Review of Smart Flesh Album by The Low Anthem

The Low Anthem's last album, 2008's Oh My God, Charlie Darwin was a strange record notable for its abrupt stylistic shifts. It sounded like it had been recorded by two completely different groups, one of them a good-time blues band and the other an introspective folk troupe. It contained some tremendous pieces of music, notably the plaintive, trembling title track, but at the time it was tempting to lament the album's lack of cohesion. Here was a band with a lot of talent; now, if only they could focus that talent a little more, and stop flip-flopping between entirely different visions like a musical Nick Clegg.

The Low Anthem Smart Flesh Album

Be careful what you wish for. Smart Flesh is markedly more consistent, and as it turns out, consistency doesn't flatter the band. It settles early on into an ambling folk routine, and rarely deviates from it.

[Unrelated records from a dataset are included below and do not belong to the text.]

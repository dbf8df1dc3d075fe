//! The session cart store.

use serde::Serialize;

use crate::cart::CartItem;
use crate::catalog::Product;
use crate::ids::ProductId;

/// What changed in the cart.
#[derive(Debug, Clone, Copy, PartialEq, Serialize)]
#[serde(tag = "kind", rename_all = "snake_case")]
pub enum CartEvent {
    /// A new line was appended.
    Added {
        product_id: Option<ProductId>,
        quantity: i64,
    },
    /// An existing line's quantity was changed.
    QuantityChanged {
        product_id: Option<ProductId>,
        quantity: i64,
    },
    /// A line was removed.
    Removed { product_id: ProductId },
    /// The cart was emptied.
    Cleared,
}

/// Derived aggregates over the current lines.
#[derive(Debug, Clone, Copy, PartialEq, Default, Serialize)]
pub struct CartTotals {
    /// Sum of all quantities.
    pub total_items: i64,
    /// Sum of `price × quantity` over all lines.
    pub total_price: f64,
}

/// Handle returned by [`CartStore::subscribe`].
#[derive(Debug, Clone, Copy, PartialEq, Eq, Hash)]
pub struct SubscriptionId(u64);

type Listener = Box<dyn FnMut(&CartEvent, CartTotals) + Send>;

/// In-memory cart with at most one line per product id.
///
/// Lines keep insertion order. Totals are computed on every read, so they
/// always reflect the latest mutation. Listeners registered with
/// [`subscribe`](Self::subscribe) are called synchronously after each
/// mutation that touches a line.
pub struct CartStore {
    items: Vec<CartItem>,
    listeners: Vec<(SubscriptionId, Listener)>,
    next_subscription: u64,
}

impl CartStore {
    /// Create an empty cart.
    pub fn new() -> Self {
        Self {
            items: Vec::new(),
            listeners: Vec::new(),
            next_subscription: 0,
        }
    }

    /// Add `quantity` of `product`.
    ///
    /// If a line with the same product id exists its quantity is increased
    /// and its original snapshot is kept; otherwise a new line is appended.
    /// No upper bound is enforced.
    pub fn add_to_cart(&mut self, product: Product, quantity: i64) {
        let product_id = product.id;

        if let Some(existing) = self.items.iter_mut().find(|i| i.product.id == product_id) {
            existing.quantity = existing.quantity.saturating_add(quantity);
            let quantity = existing.quantity;
            tracing::debug!(?product_id, quantity, "cart line incremented");
            self.notify(CartEvent::QuantityChanged {
                product_id,
                quantity,
            });
            return;
        }

        tracing::debug!(?product_id, quantity, "cart line added");
        self.items.push(CartItem::new(product, quantity));
        self.notify(CartEvent::Added {
            product_id,
            quantity,
        });
    }

    /// Add a single unit of `product`.
    pub fn add_one(&mut self, product: Product) {
        self.add_to_cart(product, 1);
    }

    /// Remove the line for `product_id`. Absent ids are a no-op.
    ///
    /// Returns whether a line was removed.
    pub fn remove_from_cart(&mut self, product_id: ProductId) -> bool {
        let Some(index) = self.position(product_id) else {
            return false;
        };

        self.items.remove(index);
        tracing::debug!(%product_id, "cart line removed");
        self.notify(CartEvent::Removed { product_id });
        true
    }

    /// Overwrite the quantity for `product_id`. Absent ids are a no-op.
    ///
    /// The value is written verbatim: 0 or negative quantities are stored
    /// and the line is kept. Callers wanting "remove at zero" must call
    /// [`remove_from_cart`](Self::remove_from_cart) themselves.
    pub fn update_quantity(&mut self, product_id: ProductId, quantity: i64) -> bool {
        let Some(index) = self.position(product_id) else {
            return false;
        };

        self.items[index].quantity = quantity;
        tracing::debug!(%product_id, quantity, "cart quantity set");
        self.notify(CartEvent::QuantityChanged {
            product_id: Some(product_id),
            quantity,
        });
        true
    }

    /// Remove every line.
    pub fn clear_cart(&mut self) {
        self.items.clear();
        tracing::debug!("cart cleared");
        self.notify(CartEvent::Cleared);
    }

    /// Current lines, in insertion order.
    pub fn items(&self) -> &[CartItem] {
        &self.items
    }

    /// Line for `product_id`, if present.
    pub fn get(&self, product_id: ProductId) -> Option<&CartItem> {
        self.items.iter().find(|i| i.product.id == Some(product_id))
    }

    /// Number of distinct lines.
    pub fn len(&self) -> usize {
        self.items.len()
    }

    /// Check if the cart has no lines.
    pub fn is_empty(&self) -> bool {
        self.items.is_empty()
    }

    /// Sum of quantities across all lines, saturating at the `i64` bounds.
    pub fn total_items(&self) -> i64 {
        self.items
            .iter()
            .fold(0i64, |acc, i| acc.saturating_add(i.quantity))
    }

    /// Sum of `price × quantity` using each line's snapshot.
    pub fn total_price(&self) -> f64 {
        self.items.iter().map(CartItem::line_total).sum()
    }

    /// Both aggregates at once.
    pub fn totals(&self) -> CartTotals {
        CartTotals {
            total_items: self.total_items(),
            total_price: self.total_price(),
        }
    }

    /// Register a change listener.
    pub fn subscribe<F>(&mut self, listener: F) -> SubscriptionId
    where
        F: FnMut(&CartEvent, CartTotals) + Send + 'static,
    {
        let id = SubscriptionId(self.next_subscription);
        self.next_subscription += 1;
        self.listeners.push((id, Box::new(listener)));
        id
    }

    /// Drop a listener. Returns false if it was already gone.
    pub fn unsubscribe(&mut self, id: SubscriptionId) -> bool {
        let before = self.listeners.len();
        self.listeners.retain(|(sid, _)| *sid != id);
        self.listeners.len() < before
    }

    fn position(&self, product_id: ProductId) -> Option<usize> {
        self.items
            .iter()
            .position(|i| i.product.id == Some(product_id))
    }

    fn notify(&mut self, event: CartEvent) {
        if self.listeners.is_empty() {
            return;
        }
        let totals = self.totals();
        for (_, listener) in self.listeners.iter_mut() {
            listener(&event, totals);
        }
    }
}

impl Default for CartStore {
    fn default() -> Self {
        Self::new()
    }
}

impl std::fmt::Debug for CartStore {
    fn fmt(&self, f: &mut std::fmt::Formatter<'_>) -> std::fmt::Result {
        f.debug_struct("CartStore")
            .field("items", &self.items)
            .field("listeners", &self.listeners.len())
            .finish()
    }
}

#[cfg(test)]
mod tests {
    use super::*;
    use std::sync::{Arc, Mutex};

    fn product(id: i64, price: f64) -> Product {
        Product::new(format!("Product {}", id), price, "", "Test").with_id(id)
    }

    fn summary(cart: &CartStore) -> Vec<(i64, i64)> {
        cart.items()
            .iter()
            .map(|i| (i.product_id().unwrap().get(), i.quantity))
            .collect()
    }

    #[test]
    fn test_new_cart_is_empty() {
        let cart = CartStore::new();
        assert!(cart.is_empty());
        assert_eq!(cart.total_items(), 0);
        assert_eq!(cart.total_price(), 0.0);
    }

    #[test]
    fn test_add_new_product_appends_one_line() {
        let mut cart = CartStore::new();
        cart.add_to_cart(product(1, 10.0), 3);
        assert_eq!(cart.len(), 1);
        assert_eq!(summary(&cart), vec![(1, 3)]);

        cart.add_one(product(2, 5.0));
        assert_eq!(cart.len(), 2);
        assert_eq!(cart.get(ProductId::new(2)).unwrap().quantity, 1);
    }

    #[test]
    fn test_add_existing_product_increments() {
        let mut cart = CartStore::new();
        cart.add_to_cart(product(1, 10.0), 2);
        cart.add_to_cart(product(1, 10.0), 4);

        assert_eq!(cart.len(), 1);
        assert_eq!(cart.total_items(), 6);
    }

    #[test]
    fn test_reference_scenario() {
        let mut cart = CartStore::new();
        cart.add_to_cart(product(1, 10.0), 2);
        cart.add_one(product(2, 5.0));
        cart.add_to_cart(product(1, 10.0), 1);

        assert_eq!(summary(&cart), vec![(1, 3), (2, 1)]);
        assert_eq!(cart.total_items(), 4);
        assert_eq!(cart.total_price(), 35.0);
    }

    #[test]
    fn test_price_snapshot_is_kept() {
        let mut cart = CartStore::new();
        cart.add_to_cart(product(1, 10.0), 1);

        // The same product re-fetched after a price change.
        cart.add_to_cart(product(1, 99.0), 1);

        assert_eq!(cart.get(ProductId::new(1)).unwrap().product.price, 10.0);
        assert_eq!(cart.total_price(), 20.0);
    }

    #[test]
    fn test_remove_present_and_absent() {
        let mut cart = CartStore::new();
        cart.add_one(product(1, 1.0));
        cart.add_one(product(2, 2.0));
        cart.add_one(product(3, 3.0));

        assert!(cart.remove_from_cart(ProductId::new(2)));
        assert_eq!(summary(&cart), vec![(1, 1), (3, 1)]);

        assert!(!cart.remove_from_cart(ProductId::new(42)));
        assert_eq!(cart.len(), 2);
    }

    #[test]
    fn test_update_quantity_to_zero_keeps_line() {
        let mut cart = CartStore::new();
        cart.add_to_cart(product(1, 10.0), 3);
        cart.add_one(product(2, 5.0));

        assert!(cart.update_quantity(ProductId::new(2), 0));

        assert_eq!(summary(&cart), vec![(1, 3), (2, 0)]);
        assert_eq!(cart.total_items(), 3);
        assert_eq!(cart.total_price(), 30.0);
    }

    #[test]
    fn test_update_quantity_is_verbatim() {
        let mut cart = CartStore::new();
        cart.add_one(product(1, 4.0));

        cart.update_quantity(ProductId::new(1), -2);
        assert_eq!(cart.total_items(), -2);
        assert_eq!(cart.total_price(), -8.0);

        assert!(!cart.update_quantity(ProductId::new(7), 5));
        assert_eq!(cart.len(), 1);
    }

    #[test]
    fn test_clear() {
        let mut cart = CartStore::new();
        cart.add_to_cart(product(1, 10.0), 2);
        cart.add_one(product(2, 5.0));

        cart.clear_cart();

        assert!(cart.items().is_empty());
        assert_eq!(cart.totals(), CartTotals::default());
    }

    #[test]
    fn test_unsaved_products_share_a_line() {
        let mut cart = CartStore::new();
        cart.add_one(Product::new("Draft A", 1.0, "", ""));
        cart.add_one(Product::new("Draft B", 2.0, "", ""));

        assert_eq!(cart.len(), 1);
        assert_eq!(cart.items()[0].product.name, "Draft A");
        assert_eq!(cart.total_items(), 2);
    }

    #[test]
    fn test_large_quantities_saturate() {
        let mut cart = CartStore::new();
        cart.add_to_cart(product(1, 0.0), i64::MAX);
        cart.add_one(product(1, 0.0));
        assert_eq!(cart.get(ProductId::new(1)).unwrap().quantity, i64::MAX);
    }

    #[test]
    fn test_total_items_saturates_across_lines() {
        let seen: Arc<Mutex<Vec<i64>>> = Arc::default();
        let mut cart = CartStore::new();
        let sink = Arc::clone(&seen);
        cart.subscribe(move |_, totals| sink.lock().unwrap().push(totals.total_items));

        cart.add_to_cart(product(1, 1.0), i64::MAX);
        cart.add_one(product(2, 1.0));
        cart.add_to_cart(product(3, 1.0), i64::MAX);

        assert_eq!(cart.len(), 3);
        assert_eq!(cart.total_items(), i64::MAX);
        assert_eq!(cart.totals().total_items, i64::MAX);
        assert_eq!(*seen.lock().unwrap(), vec![i64::MAX; 3]);
    }

    #[test]
    fn test_listeners_see_fresh_totals() {
        let seen: Arc<Mutex<Vec<(CartEvent, CartTotals)>>> = Arc::default();
        let mut cart = CartStore::new();
        let sink = Arc::clone(&seen);
        cart.subscribe(move |event, totals| sink.lock().unwrap().push((*event, totals)));

        cart.add_to_cart(product(1, 10.0), 2);
        cart.add_one(product(1, 10.0));
        cart.remove_from_cart(ProductId::new(9));
        cart.update_quantity(ProductId::new(9), 3);
        cart.remove_from_cart(ProductId::new(1));

        let seen = seen.lock().unwrap();
        assert_eq!(seen.len(), 3, "no-op mutations must not notify");
        assert_eq!(
            seen[0],
            (
                CartEvent::Added {
                    product_id: Some(ProductId::new(1)),
                    quantity: 2
                },
                CartTotals {
                    total_items: 2,
                    total_price: 20.0
                }
            )
        );
        assert_eq!(seen[1].1.total_items, 3);
        assert_eq!(
            seen[2].0,
            CartEvent::Removed {
                product_id: ProductId::new(1)
            }
        );
        assert_eq!(seen[2].1, CartTotals::default());
    }

    #[test]
    fn test_unsubscribe() {
        let calls = Arc::new(Mutex::new(0));
        let mut cart = CartStore::new();
        let counter = Arc::clone(&calls);
        let id = cart.subscribe(move |_, _| *counter.lock().unwrap() += 1);

        cart.add_one(product(1, 1.0));
        assert!(cart.unsubscribe(id));
        assert!(!cart.unsubscribe(id));
        cart.clear_cart();

        assert_eq!(*calls.lock().unwrap(), 1);
    }
}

From the competent sixties folk revivalism of 'Apothecary', all the way through to the, er, competent sixties folk revivalism of 'Smart Flesh', this is a record which sets its stall out early on, then refuses to leave that stall, even though the stall in question isn't really very exciting, and there's a better stall just down the road they could be occupying. At its worst, the record feels like a tour through a folk rock Madame Tussauds: a chance to witness some lifeless, unflattering recreations of sixties and seventies icons, and little more. Over there: a pale impression of Bob Dylan. This way, please, for some Leonard Cohenisms. The band's musical talents, and especially Ben Knox Miller's beautifully fragile voice, are wasted on this limp material.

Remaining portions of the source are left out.